The Breath of Life




When each new child

is born into this world,

within it's first breath

is filled an empowering love,

connected with

the source of all natural harmony:

our eternal collective soul.

For, from the beginning of time,

there has been but one breath

flowing unguarded, untamed

through the core

of our natural being.

     Entwining our very existence

bonding us in knowledge,

in love, in hope, in harmony,

pure and nurturing is this breath.

It's my breath,

in flow with your breath,

with all breath of life,

an endless enlightening drone,

within all,

in which we realise

our true spiritual home.






Movement I : The Breath of Life


With a duration of around nine minutes, the first movement is a soundscape based on nature.

As the poem suggests, “The Breath of Life” illustrates one long interconnected breath that sustains all living things. All nature shares the one source of life, as if there were an invisible thread connecting us all.
The magic twinkling of the rainstick, like an awakening of the day,
opens Winanga-li symbolising this continuous cycle of life.  

To love Australia is to love nature. Nature in Australia is all encompassing. Insects run wild in the thousands. The sun is often overbearing. Dust flies in your face. Flies crawl over your skin. Birdcalls cry out day and night. Water is a precious commodity. Bush fires are a common threat. Some of the wild animals are life threatening. Mosquitoes, ants, spiders, flies, prickles, wind and sunburn cause frequent irritations to the skin. Wrinkles form prematurely! However we Australians don’t seem to mind all this. These things remind us we are alive. To block out these elements would be to disconnect ourselves from the true essence of life.

When Ann Pattel-Gray wrote the following passage in ‘Through Aboriginal Eyes’, I believe she was not only representing the ways of the Australian Aborigines, but also an attitude most Australians have adopted for their own.
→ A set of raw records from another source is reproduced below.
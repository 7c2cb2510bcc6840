//! Stack-based scan interpreter.
//!
//! One `scan()` executes the program from the first instruction to `END`.
//! Evaluation state is a boolean accumulator, a block stack (`ANB`/`ORB`)
//! and a branch stack (`MPS`/`MRD`/`MPP`), all cleared at scan start.
//! `LD`/`LDI` push the running accumulator onto the block stack and load a
//! fresh one, which is what lets `LD A / LD B / ORB` express parallel
//! blocks the way GX IL does.
//!
//! Timer and counter working state (elapsed time, edge memory, counts) is
//! private to the interpreter, keyed by timer/counter number; device
//! memory only ever holds the resulting `TN`/`CN` words and contact bits.
//! Contacts are written before current values: clearing a contact clears
//! the paired current value, so the value write must land last.
//!
//! Runtime faults (division by zero, word access to a bit device, stack
//! underflow) never abort the scan: the diagnostic relay `SM1` latches
//! and execution continues with the faulting instruction skipped.

use std::collections::HashMap;
use std::fmt;
use std::sync::atomic::{AtomicBool, Ordering};
use std::time::Duration;

use plc_device::{DeviceClass, DeviceError, DeviceMemory, DeviceRef};

use crate::instruction::{Instruction, Operand, Program};

/// Default scan period: 10 ms, a soft minimum.
pub const DEFAULT_SCAN_PERIOD: Duration = Duration::from_millis(10);

/// `SM1`: latched diagnostic relay for runtime faults.
pub const DIAG_RELAY: u32 = 1;

/// `SM400`: always ON while scanning.
pub const ALWAYS_ON_RELAY: u32 = 400;

/// `SM401`: always OFF while scanning.
pub const ALWAYS_OFF_RELAY: u32 = 401;

/// A runtime fault inside one instruction.
#[derive(Debug, Clone, Copy, PartialEq, Eq)]
enum Fault {
    DivideByZero,
    BitOperandExpected(DeviceRef),
    WordOperandExpected(DeviceRef),
    BlockStackUnderflow,
    BranchStackUnderflow,
    TimerIndex(u16),
    CounterIndex(u16),
    Device(DeviceError),
}

impl fmt::Display for Fault {
    fn fmt(&self, f: &mut fmt::Formatter<'_>) -> fmt::Result {
        match self {
            Self::DivideByZero => write!(f, "division by zero"),
            Self::BitOperandExpected(device) => {
                write!(f, "{device} is not a bit device")
            }
            Self::WordOperandExpected(device) => {
                write!(f, "{device} is not a word device")
            }
            Self::BlockStackUnderflow => write!(f, "block stack underflow"),
            Self::BranchStackUnderflow => write!(f, "branch stack underflow"),
            Self::TimerIndex(timer) => write!(f, "timer T{timer} out of range"),
            Self::CounterIndex(counter) => write!(f, "counter C{counter} out of range"),
            Self::Device(error) => write!(f, "{error}"),
        }
    }
}

impl From<DeviceError> for Fault {
    fn from(error: DeviceError) -> Self {
        Self::Device(error)
    }
}

/// Working state of one timer.
#[derive(Debug, Clone, Copy, Default)]
struct TimerState {
    /// Accumulated on-time in milliseconds.
    elapsed_ms: u32,
}

/// Working state of one counter.
#[derive(Debug, Clone, Copy, Default)]
struct CounterState {
    current: u16,
    last_input: bool,
}

/// The scan interpreter.
pub struct Interpreter {
    program: Program,
    scan_period: Duration,
    period_ms: u32,
    acc: bool,
    block_stack: Vec<bool>,
    branch_stack: Vec<bool>,
    /// Previous-scan accumulator per instruction index (PLS/PLF edges).
    prev_acc: Vec<bool>,
    timers: HashMap<u16, TimerState>,
    counters: HashMap<u16, CounterState>,
}

impl Interpreter {
    /// Create an interpreter with an empty program.
    #[must_use]
    pub fn new(scan_period: Duration) -> Self {
        Self {
            program: Program::default(),
            scan_period,
            period_ms: scan_period.as_millis() as u32,
            acc: false,
            block_stack: Vec::new(),
            branch_stack: Vec::new(),
            prev_acc: Vec::new(),
            timers: HashMap::new(),
            counters: HashMap::new(),
        }
    }

    /// Replace the program and clear all transient state.
    pub fn set_program(&mut self, program: Program) {
        self.prev_acc = vec![false; program.len()];
        self.program = program;
        self.clear_transient();
    }

    /// The loaded program.
    #[must_use]
    pub fn program(&self) -> &Program {
        &self.program
    }

    /// The configured scan period.
    #[must_use]
    pub fn scan_period(&self) -> Duration {
        self.scan_period
    }

    /// Drop all working state: stacks, edge memory, timers, counters.
    pub fn clear_transient(&mut self) {
        self.acc = false;
        self.block_stack.clear();
        self.branch_stack.clear();
        self.prev_acc.fill(false);
        self.timers.clear();
        self.counters.clear();
    }

    /// Execute one full scan.
    pub fn scan(&mut self, memory: &DeviceMemory) {
        let no_abort = AtomicBool::new(false);
        self.scan_abortable(memory, &no_abort);
    }

    /// Execute one scan, bailing at the next instruction boundary once
    /// `abort` is set. Returns true when the scan ran to `END`.
    pub fn scan_abortable(&mut self, memory: &DeviceMemory, abort: &AtomicBool) -> bool {
        self.acc = false;
        self.block_stack.clear();
        self.branch_stack.clear();

        // System relays are refreshed at the top of every scan.
        let _ = memory.write_bit(DeviceClass::Sm, ALWAYS_ON_RELAY, true);
        let _ = memory.write_bit(DeviceClass::Sm, ALWAYS_OFF_RELAY, false);

        for index in 0..self.program.len() {
            if abort.load(Ordering::Relaxed) {
                return false;
            }
            let instruction = self.program.instructions()[index].clone();
            if instruction == Instruction::End {
                break;
            }
            if let Err(fault) = self.execute(memory, index, &instruction) {
                log::warn!("instruction {index} ({instruction:?}): {fault}");
                let _ = memory.write_bit(DeviceClass::Sm, DIAG_RELAY, true);
            }
        }
        true
    }

    fn execute(
        &mut self,
        memory: &DeviceMemory,
        index: usize,
        instruction: &Instruction,
    ) -> Result<(), Fault> {
        match *instruction {
            Instruction::Ld(device) => {
                let value = contact(memory, device)?;
                self.block_stack.push(self.acc);
                self.acc = value;
            }
            Instruction::Ldi(device) => {
                let value = contact(memory, device)?;
                self.block_stack.push(self.acc);
                self.acc = !value;
            }
            Instruction::And(device) => self.acc = self.acc && contact(memory, device)?,
            Instruction::Ani(device) => self.acc = self.acc && !contact(memory, device)?,
            Instruction::Or(device) => self.acc = self.acc || contact(memory, device)?,
            Instruction::Ori(device) => self.acc = self.acc || !contact(memory, device)?,
            Instruction::Anb => {
                let block = self.block_stack.pop().ok_or(Fault::BlockStackUnderflow)?;
                self.acc = block && self.acc;
            }
            Instruction::Orb => {
                let block = self.block_stack.pop().ok_or(Fault::BlockStackUnderflow)?;
                self.acc = block || self.acc;
            }
            Instruction::Mps => self.branch_stack.push(self.acc),
            Instruction::Mrd => {
                self.acc = *self
                    .branch_stack
                    .last()
                    .ok_or(Fault::BranchStackUnderflow)?;
            }
            Instruction::Mpp => {
                self.acc = self.branch_stack.pop().ok_or(Fault::BranchStackUnderflow)?;
            }
            Instruction::Out(device) => {
                memory.write_bit(device.class, device.head, self.acc)?;
            }
            Instruction::Set(device) => {
                if self.acc {
                    memory.write_bit(device.class, device.head, true)?;
                }
            }
            Instruction::Rst(device) => {
                if self.acc {
                    memory.write_bit(device.class, device.head, false)?;
                }
            }
            Instruction::Pls(device) => {
                let rising = self.acc && !self.prev_acc[index];
                self.prev_acc[index] = self.acc;
                memory.write_bit(device.class, device.head, rising)?;
            }
            Instruction::Plf(device) => {
                let falling = !self.acc && self.prev_acc[index];
                self.prev_acc[index] = self.acc;
                memory.write_bit(device.class, device.head, falling)?;
            }
            Instruction::OutTimer { timer, preset } => self.out_timer(memory, timer, preset)?,
            Instruction::OutCounter { counter, preset } => {
                self.out_counter(memory, counter, preset)?;
            }
            Instruction::RstTimer(timer) => {
                if self.acc {
                    if u32::from(timer) >= DeviceClass::Tn.size() {
                        return Err(Fault::TimerIndex(timer));
                    }
                    if let Some(state) = self.timers.get_mut(&timer) {
                        state.elapsed_ms = 0;
                    }
                    memory.write_bit(DeviceClass::Tc, u32::from(timer), false)?;
                    memory.write_bit(DeviceClass::Ts, u32::from(timer), false)?;
                }
            }
            Instruction::RstCounter(counter) => {
                if self.acc {
                    if u32::from(counter) >= DeviceClass::Cn.size() {
                        return Err(Fault::CounterIndex(counter));
                    }
                    if let Some(state) = self.counters.get_mut(&counter) {
                        state.current = 0;
                    }
                    memory.write_bit(DeviceClass::Cc, u32::from(counter), false)?;
                    memory.write_bit(DeviceClass::Cs, u32::from(counter), false)?;
                }
            }
            Instruction::Mov { src, dst } => {
                if self.acc {
                    let value = word_value(memory, src)?;
                    write_word(memory, dst, value as u16)?;
                }
            }
            Instruction::Add { a, b, dst } => self.arithmetic(memory, a, b, dst, i16::wrapping_add)?,
            Instruction::Sub { a, b, dst } => self.arithmetic(memory, a, b, dst, i16::wrapping_sub)?,
            Instruction::Mul { a, b, dst } => self.arithmetic(memory, a, b, dst, i16::wrapping_mul)?,
            Instruction::Div { a, b, dst } => {
                if self.acc {
                    let divisor = word_value(memory, b)?;
                    if divisor == 0 {
                        return Err(Fault::DivideByZero);
                    }
                    let dividend = word_value(memory, a)?;
                    write_word(memory, dst, dividend.wrapping_div(divisor) as u16)?;
                }
            }
            Instruction::End => {}
        }
        Ok(())
    }

    fn arithmetic(
        &mut self,
        memory: &DeviceMemory,
        a: Operand,
        b: Operand,
        dst: DeviceRef,
        op: fn(i16, i16) -> i16,
    ) -> Result<(), Fault> {
        if self.acc {
            let lhs = word_value(memory, a)?;
            let rhs = word_value(memory, b)?;
            write_word(memory, dst, op(lhs, rhs) as u16)?;
        }
        Ok(())
    }

    fn out_timer(&mut self, memory: &DeviceMemory, timer: u16, preset: u16) -> Result<(), Fault> {
        if u32::from(timer) >= DeviceClass::Tn.size() {
            return Err(Fault::TimerIndex(timer));
        }
        let head = u32::from(timer);
        let period_ms = self.period_ms;
        let acc = self.acc;
        let state = self.timers.entry(timer).or_default();

        if acc {
            // A protocol-side reset clears TN between scans; track it so
            // the timer restarts instead of resurrecting its contact.
            let current = u32::from(memory.read_word(DeviceClass::Tn, head)?);
            if current * 100 < state.elapsed_ms {
                state.elapsed_ms = current * 100;
            }
            state.elapsed_ms = state.elapsed_ms.saturating_add(period_ms);

            let done = state.elapsed_ms >= u32::from(preset) * 100;
            let ticks = (state.elapsed_ms / 100).min(u32::from(preset)) as u16;
            memory.write_bit(DeviceClass::Tc, head, done)?;
            memory.write_bit(DeviceClass::Ts, head, done)?;
            memory.write_word(DeviceClass::Tn, head, ticks)?;
        } else {
            state.elapsed_ms = 0;
            memory.write_bit(DeviceClass::Tc, head, false)?;
            memory.write_bit(DeviceClass::Ts, head, false)?;
        }
        Ok(())
    }

    fn out_counter(
        &mut self,
        memory: &DeviceMemory,
        counter: u16,
        preset: u16,
    ) -> Result<(), Fault> {
        if u32::from(counter) >= DeviceClass::Cn.size() {
            return Err(Fault::CounterIndex(counter));
        }
        let head = u32::from(counter);
        let mem_current = memory.read_word(DeviceClass::Cn, head)?;
        let acc = self.acc;
        let state = self.counters.entry(counter).or_default();

        // A protocol-side reset clears CN between scans.
        if mem_current < state.current {
            state.current = mem_current;
        }
        let rising = acc && !state.last_input;
        state.last_input = acc;
        if rising {
            state.current = state.current.saturating_add(1);
        }

        let done = state.current >= preset;
        let current = state.current;
        memory.write_bit(DeviceClass::Cc, head, done)?;
        memory.write_bit(DeviceClass::Cs, head, done)?;
        memory.write_word(DeviceClass::Cn, head, current)?;
        Ok(())
    }
}

fn contact(memory: &DeviceMemory, device: DeviceRef) -> Result<bool, Fault> {
    if !device.class.is_bit() {
        return Err(Fault::BitOperandExpected(device));
    }
    Ok(memory.read_bit(device.class, device.head)?)
}

fn word_value(memory: &DeviceMemory, operand: Operand) -> Result<i16, Fault> {
    match operand {
        Operand::Const(value) => Ok(value),
        Operand::Device(device) => {
            if device.class.is_bit() {
                return Err(Fault::WordOperandExpected(device));
            }
            Ok(memory.read_word(device.class, device.head)? as i16)
        }
    }
}

fn write_word(memory: &DeviceMemory, device: DeviceRef, value: u16) -> Result<(), Fault> {
    if device.class.is_bit() {
        return Err(Fault::WordOperandExpected(device));
    }
    memory.write_word(device.class, device.head, value)?;
    Ok(())
}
Perhaps some would say this comes from just not minding getting dirty!, but I believe there is a stronger meaning in the fact that the average Australian would prefer to lounge on the grass than sit upright in a chair…
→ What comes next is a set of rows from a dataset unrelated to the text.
//! MC protocol client.
//!
//! Keeps one TCP connection open across calls, frames requests for the
//! configured series, and parses replies into typed results. Non-zero end
//! codes surface as [`ClientError::EndCode`] carrying the numeric code.
//! On 4E the serial number increments per request and the reply's echo is
//! verified, so a peer that answers out of order is caught immediately.

use std::fmt;
use std::io::{self, Read, Write};
use std::net::TcpStream;
use std::time::Duration;

use melsec_frame::{
    Expect, FrameError, Request, RequestFrame, Response, ResponseFrame, Series, decode_response,
    encode_request, response_data_length,
};
use plc_device::DeviceClass;

/// Default socket read timeout, matching the 0x0010 × 250 ms monitoring
/// timer sent in every request.
const DEFAULT_TIMEOUT: Duration = Duration::from_secs(4);

/// Client-side errors.
#[derive(Debug)]
pub enum ClientError {
    /// No connection; call `connect` first.
    NotConnected,
    /// The peer closed the connection.
    ConnectionClosed,
    /// The peer did not answer within the timeout.
    Timeout,
    /// Any other socket error.
    Io(io::Error),
    /// The reply did not decode.
    Frame(FrameError),
    /// The 4E reply echoed a different serial than the request carried.
    SerialMismatch { sent: u16, received: u16 },
    /// The server answered with a non-zero MC end code.
    EndCode(u16),
}

impl fmt::Display for ClientError {
    fn fmt(&self, f: &mut fmt::Formatter<'_>) -> fmt::Result {
        match self {
            Self::NotConnected => write!(f, "not connected"),
            Self::ConnectionClosed => write!(f, "connection closed by peer"),
            Self::Timeout => write!(f, "timed out waiting for a reply"),
            Self::Io(error) => write!(f, "socket error: {error}"),
            Self::Frame(error) => write!(f, "bad reply: {error}"),
            Self::SerialMismatch { sent, received } => {
                write!(f, "serial mismatch: sent {sent}, reply echoed {received}")
            }
            Self::EndCode(code) => write!(f, "server answered end code 0x{code:04X}"),
        }
    }
}

impl std::error::Error for ClientError {}

impl From<FrameError> for ClientError {
    fn from(error: FrameError) -> Self {
        Self::Frame(error)
    }
}

/// Fold socket errors into the client taxonomy.
fn io_error(error: io::Error) -> ClientError {
    match error.kind() {
        io::ErrorKind::WouldBlock | io::ErrorKind::TimedOut => ClientError::Timeout,
        io::ErrorKind::UnexpectedEof
        | io::ErrorKind::ConnectionReset
        | io::ErrorKind::ConnectionAborted
        | io::ErrorKind::BrokenPipe => ClientError::ConnectionClosed,
        _ => ClientError::Io(error),
    }
}

/// An MC protocol client for one server.
pub struct McClient {
    host: String,
    port: u16,
    series: Series,
    timeout: Duration,
    stream: Option<TcpStream>,
    serial: u16,
}

impl McClient {
    /// Create a client (not yet connected).
    #[must_use]
    pub fn new(host: &str, port: u16, series: Series) -> Self {
        Self {
            host: host.to_string(),
            port,
            series,
            timeout: DEFAULT_TIMEOUT,
            stream: None,
            serial: 0,
        }
    }

    /// Change the reply timeout.
    pub fn set_timeout(&mut self, timeout: Duration) {
        self.timeout = timeout;
    }

    /// Open the connection.
    pub fn connect(&mut self) -> Result<(), ClientError> {
        let stream = TcpStream::connect((self.host.as_str(), self.port)).map_err(io_error)?;
        stream.set_read_timeout(Some(self.timeout)).map_err(io_error)?;
        stream.set_nodelay(true).map_err(io_error)?;
        log::debug!("connected to {}:{} ({})", self.host, self.port, self.series);
        self.stream = Some(stream);
        Ok(())
    }

    /// Close the connection. Safe to call when already closed.
    pub fn disconnect(&mut self) {
        self.stream = None;
    }

    /// True while a connection is open.
    #[must_use]
    pub fn is_connected(&self) -> bool {
        self.stream.is_some()
    }

    /// Send one request and read its reply.
    fn call(&mut self, request: Request, expect: Expect) -> Result<ResponseFrame, ClientError> {
        let stream = self.stream.as_mut().ok_or(ClientError::NotConnected)?;

        let mut frame = RequestFrame::new(request);
        if self.series == Series::IqR {
            self.serial = self.serial.wrapping_add(1);
            frame.serial = self.serial;
        }

        stream
            .write_all(&encode_request(self.series, &frame))
            .map_err(io_error)?;

        let header_len = self.series.header_len();
        let mut reply = vec![0u8; header_len];
        stream.read_exact(&mut reply).map_err(io_error)?;
        let body_len = response_data_length(self.series, &reply)?;
        reply.resize(header_len + body_len, 0);
        stream
            .read_exact(&mut reply[header_len..])
            .map_err(io_error)?;

        let response = decode_response(self.series, &reply, expect)?;
        if self.series == Series::IqR && response.serial != frame.serial {
            return Err(ClientError::SerialMismatch {
                sent: frame.serial,
                received: response.serial,
            });
        }
        if !response.end_code.is_success() {
            return Err(ClientError::EndCode(response.end_code.code()));
        }
        Ok(response)
    }

    /// Read one word device.
    pub fn read_word(&mut self, class: DeviceClass, head: u32) -> Result<u16, ClientError> {
        Ok(self.read_words(class, head, 1)?[0])
    }

    /// Batch-read word devices.
    pub fn read_words(
        &mut self,
        class: DeviceClass,
        head: u32,
        count: u16,
    ) -> Result<Vec<u16>, ClientError> {
        let reply = self.call(
            Request::ReadWords { class, head, count },
            Expect::Words(count),
        )?;
        match reply.response {
            Response::Words(words) => Ok(words),
            _ => Err(ClientError::Frame(FrameError::LengthMismatch {
                declared: usize::from(count),
                actual: 0,
            })),
        }
    }

    /// Write one word device.
    pub fn write_word(
        &mut self,
        class: DeviceClass,
        head: u32,
        value: u16,
    ) -> Result<(), ClientError> {
        self.write_words(class, head, &[value])
    }

    /// Batch-write word devices.
    pub fn write_words(
        &mut self,
        class: DeviceClass,
        head: u32,
        values: &[u16],
    ) -> Result<(), ClientError> {
        self.call(
            Request::WriteWords {
                class,
                head,
                values: values.to_vec(),
            },
            Expect::Ack,
        )?;
        Ok(())
    }

    /// Read one bit device.
    pub fn read_bit(&mut self, class: DeviceClass, head: u32) -> Result<bool, ClientError> {
        Ok(self.read_bits(class, head, 1)?[0])
    }

    /// Batch-read bit devices.
    pub fn read_bits(
        &mut self,
        class: DeviceClass,
        head: u32,
        count: u16,
    ) -> Result<Vec<bool>, ClientError> {
        let reply = self.call(
            Request::ReadBits { class, head, count },
            Expect::Bits(count),
        )?;
        match reply.response {
            Response::Bits(bits) => Ok(bits),
            _ => Err(ClientError::Frame(FrameError::LengthMismatch {
                declared: usize::from(count),
                actual: 0,
            })),
        }
    }

    /// Write one bit device.
    pub fn write_bit(
        &mut self,
        class: DeviceClass,
        head: u32,
        value: bool,
    ) -> Result<(), ClientError> {
        self.write_bits(class, head, &[value])
    }

    /// Batch-write bit devices.
    pub fn write_bits(
        &mut self,
        class: DeviceClass,
        head: u32,
        bits: &[bool],
    ) -> Result<(), ClientError> {
        self.call(
            Request::WriteBits {
                class,
                head,
                bits: bits.to_vec(),
            },
            Expect::Ack,
        )?;
        Ok(())
    }

    /// Read the CPU model name.
    pub fn read_cpu_model(&mut self) -> Result<String, ClientError> {
        let reply = self.call(Request::ReadCpuModel, Expect::CpuModel)?;
        match reply.response {
            Response::CpuModel { name, .. } => Ok(name),
            _ => Err(ClientError::Frame(FrameError::LengthMismatch {
                declared: 18,
                actual: 0,
            })),
        }
    }

    /// Remote RUN: the server's engine begins scanning.
    pub fn remote_run(&mut self) -> Result<(), ClientError> {
        self.call(Request::RemoteRun, Expect::Ack).map(|_| ())
    }

    /// Remote STOP.
    pub fn remote_stop(&mut self) -> Result<(), ClientError> {
        self.call(Request::RemoteStop, Expect::Ack).map(|_| ())
    }

    /// Remote PAUSE.
    pub fn remote_pause(&mut self) -> Result<(), ClientError> {
        self.call(Request::RemotePause, Expect::Ack).map(|_| ())
    }

    /// Remote RESET: clears all device memory, mode returns to STOP.
    pub fn remote_reset(&mut self) -> Result<(), ClientError> {
        self.call(Request::RemoteReset, Expect::Ack).map(|_| ())
    }

    /// Connectivity probe: reads `D0` and discards the value.
    pub fn test_connection(&mut self) -> Result<(), ClientError> {
        self.read_word(DeviceClass::D, 0).map(|_| ())
    }
}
“We love the earth and all things of the earth. Aboriginal people come literally to love the soil, and we sit or recline on the ground with a feeling of being close to a mothering power…
In our view the earth is sacred.
It is a living entity in which other living things have origin and destiny.”

The Australian landscape is so vast and yet, for the European way of life modern Australians have adopted, it is so limited. Ninety percent of the population lives on the coastal rim and, for the most part, on the East Coast. That leaves a huge mass of untamed, wild land at the heart of the country. These wide-open spaces have effect on the psychology of the Australian residents. They have a sense of freedom that residents of smaller encaged countries do not.


The land and its indigenes are still the most impressive, most distinctive features of Australia. No architecture, no monument, not even the casual and liberal lifestyle many Australians revel in, holds any kind of spark to the grandeur of the land itself. Everything is overshadowed by the pure silence of the interior. The silhouette of Uluru is simply the king of all landmarks. No man-made structure could come close to its awesome presence. One reason Australians are so preoccupied with and hold a deep love for the land is that it is the biggest thing in their lives. They hold a sort of reverence for it, born from a little fear, and a lot of respect.  

The diversity of the Australian landscape is captivating. From rough ocean shores to coral reefs, rainforests to high snowy mountain peaks, dry woodlands to green pastoral lands, sandy deserts to rocky outcrops, misty valleys to dusty red plains, and above it all purple-tinged clouds and endless starry night skies. The sheer magnitude of the landscape makes our pulse race. It is a majestic timeless land. It has both a power and a grace that reminds us just how small and insignificant we really are. And yet it reminds us of our roots, of the basic existence of our lives and in this sense empowers us, bringing us back to the purity of just living. To the love of all nature and of our mother earth. To the breath of life.